Even in cases of severe monogenic diseases, though, CRISPR use would be severely curtailed. With IVF and neo-natal screen, doctors can already screen embryos for Tay-Sachs and other conditions and select the best ones. So such edits would only be permissible in cases where there are no alternatives, such as when every one of a prospective parent’s embryos carry the genetic variant. The edit would also have to correct a variant into the common form of the gene, eliminating the form of editing He used, where he tried to cripple the CCR5 gene HIV uses to enter cells.
And editing for those disorders would only be permissible once scientific techniques catch up to these scientific ideas, the authors wrote, which they haven’t. Science writers have compared using CRISPR to editing the human genome like a Word document, but it might be more apt to compare it to editing a Word document on coffee-stained keyboard. It works often, but invariably there are unwanted changes both at the site of the edit and other sites on the genome.
The report warns strongly against germline editing before researchers develop methods to not only systematically edit embryos without those unintended changes, but to adequately screen the embryos to assure they’ve been edited safely.

“No attempt to establish a pregnancy with a human embryo that has undergone genome editing should proceed unless and until it has been clearly established that it is possible to efficiently and reliably make precise genomic changes without undesired changes in human embryos,” they write in recommendation #1. “These criteria have not yet been met and further research and review would be necessary to meet them.”

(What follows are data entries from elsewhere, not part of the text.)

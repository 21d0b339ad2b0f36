use deploy_defs::{CheckRunRequest, DeployEvent, GitProvider, NotifyBody, Warning};
use deploy_utils::title_case;
use log::{info, warn};

use crate::classify::message_or_default;

/// Deterministic dedup title: at most one open issue per (area, status).
pub fn issue_title(area: &str, status: &str) -> String {
    format!("Deploy to {} {}", title_case(area), title_case(status))
}

/// Error-path reporting: reuse the open issue for this (area, status) pair
/// by appending a comment, or open a new one; then attach a failed check-run
/// pointing at the issue when the commit is known. Never closes anything.
pub async fn report_error(
    git: &dyn GitProvider,
    organization: &str,
    event: &DeployEvent,
    body: &mut NotifyBody,
) -> Result<(), anyhow::Error> {
    let title = issue_title(&event.area, &event.status);
    let message = message_or_default(event);

    let issues = git.list_issues(organization, &event.git_repo).await?;
    let (issue_url, data) = match issues
        .iter()
        .find(|issue| issue.state == "open" && issue.title == title)
    {
        Some(existing) => {
            info!("Appending to issue #{} {:?}", existing.number, title);
            let comment = git
                .add_issue_comment(organization, &event.git_repo, existing.number, &message)
                .await?;
            (comment.issue_url.clone(), serde_json::to_value(&comment)?)
        }
        None => {
            info!("Creating issue {:?}", title);
            let issue = git
                .create_issue(organization, &event.git_repo, &title, &message)
                .await?;
            (issue.url.clone(), serde_json::to_value(&issue)?)
        }
    };
    body.msg = Some(message);
    body.data = Some(data);

    match &event.head_sha {
        Some(head_sha) => {
            let check = CheckRunRequest {
                name: title,
                head_sha: head_sha.clone(),
                details_url: issue_url,
                conclusion: "failure".to_string(),
            };
            git.create_check_run(organization, &event.git_repo, &check)
                .await?;
        }
        None => {
            warn!("No commit tag for {}; skipping check run", event.git_repo);
            body.warnings.push(Warning::Message("No GIT tag".to_string()));
        }
    }
    Ok(())
}
use deploy_defs::{happy_response, sad_response};
use env_aws::AwsCloud;
use lambda_runtime::{service_fn, Error, LambdaEvent};
use log::{error, warn};
use reconciler::{handle_event, ReconcileContext};
use serde_json::Value;

async fn func(event: LambdaEvent<Value>) -> Result<Value, Error> {
    let (event, context) = event.into_parts();
    let provider = AwsCloud::new(context.invoked_function_arn.clone());

    let result = async {
        let ctx = ReconcileContext::from_env()?;
        handle_event(&provider, &ctx, &event).await
    }
    .await;

    match result {
        Ok(body) => {
            if !body.warnings.is_empty() {
                warn!(
                    "{}",
                    serde_json::to_string_pretty(&body).unwrap_or_default()
                );
            }
            Ok(happy_response(&body))
        }
        Err(err) => {
            error!("Reconcile failed: {:#}", err);
            Ok(sad_response(&err))
        }
    }
}

#[tokio::main]
async fn main() -> Result<(), Error> {
    deploy_utils::setup_logging()?;

    lambda_runtime::run(service_fn(func)).await?;

    Ok(())
}
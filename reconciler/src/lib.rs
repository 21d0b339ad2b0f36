mod dispatch;
mod scanner;
mod state;
mod strategy;
#[cfg(test)]
pub(crate) mod testutil;

use deploy_defs::{CloudProvider, MonitorItem, ReconcileBody};
use serde_json::Value;

pub use dispatch::{reconcile, strategy_for};
pub use scanner::list_latest_images;
pub use state::{deployed_entry, state_key, StateStore, STATE_TAG_PREFIX};
pub use strategy::{
    serves_repo, AsgRefresher, BootstrapDeployer, DeployStrategy, TriggerOutcome,
    DEPARTMENT_TAG, DEPLOY_PACKAGES_TAG,
};

/// Everything an invocation needs to know about where it runs, resolved once
/// from the environment contract and threaded explicitly.
#[derive(Clone, Debug)]
pub struct ReconcileContext {
    pub area: String,
    pub department: String,
    /// Application name the monitor configuration document is filed under.
    pub config_application: String,
    /// The designated scale-from-zero group for IaC deployments.
    pub deploy_group: String,
}

impl ReconcileContext {
    pub fn from_env() -> Result<Self, anyhow::Error> {
        Ok(ReconcileContext {
            area: required_env("AREA")?,
            department: required_env("DEPARTMENT")?,
            config_application: required_env("repoName")?,
            deploy_group: required_env("deployASG")?,
        })
    }
}

fn required_env(name: &str) -> Result<String, anyhow::Error> {
    std::env::var(name).map_err(|_| anyhow::anyhow!("{} environment variable not set", name))
}

/// One reconciliation pass: resolve the monitor list, then strictly
/// sequentially scan and reconcile each item. A hard failure anywhere aborts
/// the rest of the batch and discards what was accumulated so far.
pub async fn handle_event(
    provider: &dyn CloudProvider,
    ctx: &ReconcileContext,
    event: &Value,
) -> Result<ReconcileBody, anyhow::Error> {
    let monitor: Vec<MonitorItem> = match event.get("monitor").filter(|value| !value.is_null()) {
        Some(value) => serde_json::from_value(value.clone())?,
        None => {
            provider
                .fetch_monitor_config(&ctx.config_application, &ctx.area.to_lowercase())
                .await?
                .monitor
        }
    };

    let mut body = ReconcileBody::default();
    for item in &monitor {
        let images =
            scanner::list_latest_images(provider, &ctx.area, &item.docker_repo, &mut body.warnings)
                .await?;
        for image in &images {
            dispatch::reconcile(provider, ctx, item, image, &mut body).await?;
        }
    }
    Ok(body)
}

While cautioning that decisions on germline editing are left to individual countries, the report calls for international bodies that could set recommendations and manage reports of unethical behavior. That would include an International Scientific Advisory Panel with “diverse, multidisciplinary membership” and “independent experts who can assess scientific evidence of safety and efficacy of both genome editing and associated assisted reproductive technologies.” That panel would give insight before any new form of germline editing was used in humans.
The unspecified body for reporting unethical behavior would pass those concerns to national authorities and publicly disclose them. Notably, multiple scientists knew of He’s work before the announcement but said they lacked authorities to report to.
Since He’s announcement – which ultimately landed him a 3-year prison sentence in China — there have been no other known cases of a researcher editing an embryo before pregnancy. A Russian scientist, though, has pursued a project to correct blindness in embryos, raising similar alarm among outside experts. He told Science’s Jon Cohen he opposed the new recommendations as “far too narrow.”